By the end of October 2014, the disease had been largely eradicated there. Twenty cases were documented; eight of those patients died.

“If we hadn’t gotten the outbreak under control in Nigeria, with Lagos being a huge hub for transportation, it would have been bad,” she added.

In late October, the United States issued travel bans routing travelers from West Africa through five airports for screening. In some states, mandatory quarantines for health workers returning from the region were issued (and ignored in the case of Kaci Hickox, a nurse who treated Ebola, who defied a quarantine by New Jersey Governor Chris Christie). All of the Americans who contracted the virus on U.S. soil are alive and well. Of the eight American aid workers, doctors or nurses who caught Ebola in Africa, only one, Martin Salia, has died.

“Because we didn’t have more cases of Ebola in the United States, it’s safe to say the measures we took were correct. The response was appropriate in terms of border control and contact tracing,” Vicky Hausman, director of the consultant group Dalberg’s Global Development Advisors global health practice, told Foreign Policy.

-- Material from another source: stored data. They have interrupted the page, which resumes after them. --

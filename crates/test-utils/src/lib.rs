pub mod builders;
pub mod recording_progress;

use std::sync::Once;
use tracing_subscriber::{EnvFilter, fmt};

static INIT: Once = Once::new();

/// Initialise tracing for tests.
///
/// - Uses `with_test_writer()`, so logs are captured per-test.
/// - The Rust test harness only prints captured output for **failing** tests
///   (unless you run with `-- --nocapture`).
///
/// Enable levels with e.g.:
/// `RUST_LOG=debug cargo test`
pub fn init_tracing() {
    INIT.call_once(|| {
        let filter =
            EnvFilter::try_from_default_env().unwrap_or_else(|_| EnvFilter::new("info"));

        fmt()
            .with_env_filter(filter)
            .with_test_writer() // print only for failing tests unless --nocapture
            .with_target(true)
            .init();
    });
}

/// Run a future with a 30-second timeout so a runner bug can't hang CI.
pub async fn with_timeout<F, T>(f: F) -> T
where
    F: std::future::Future<Output = T>,
{
    tokio::time::timeout(std::time::Duration::from_secs(30), f)
        .await
        .expect("Test timed out after 30 seconds")
}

Yet despite all of the positive steps made against Ebola, the World Health Organization issued a grim reminder Wednesday that West Africa is not out of the woods. It reported that the number of new cases is up in Guinea for the second week in a row.

“Despite improvements in case finding and management, burial practices, and community engagement, the decline in case incidence has stalled,” WHO said in its announcement.

Obama is right to tout some notable successes in the fight. But it’s far too soon for him to have a “mission accomplished” moment.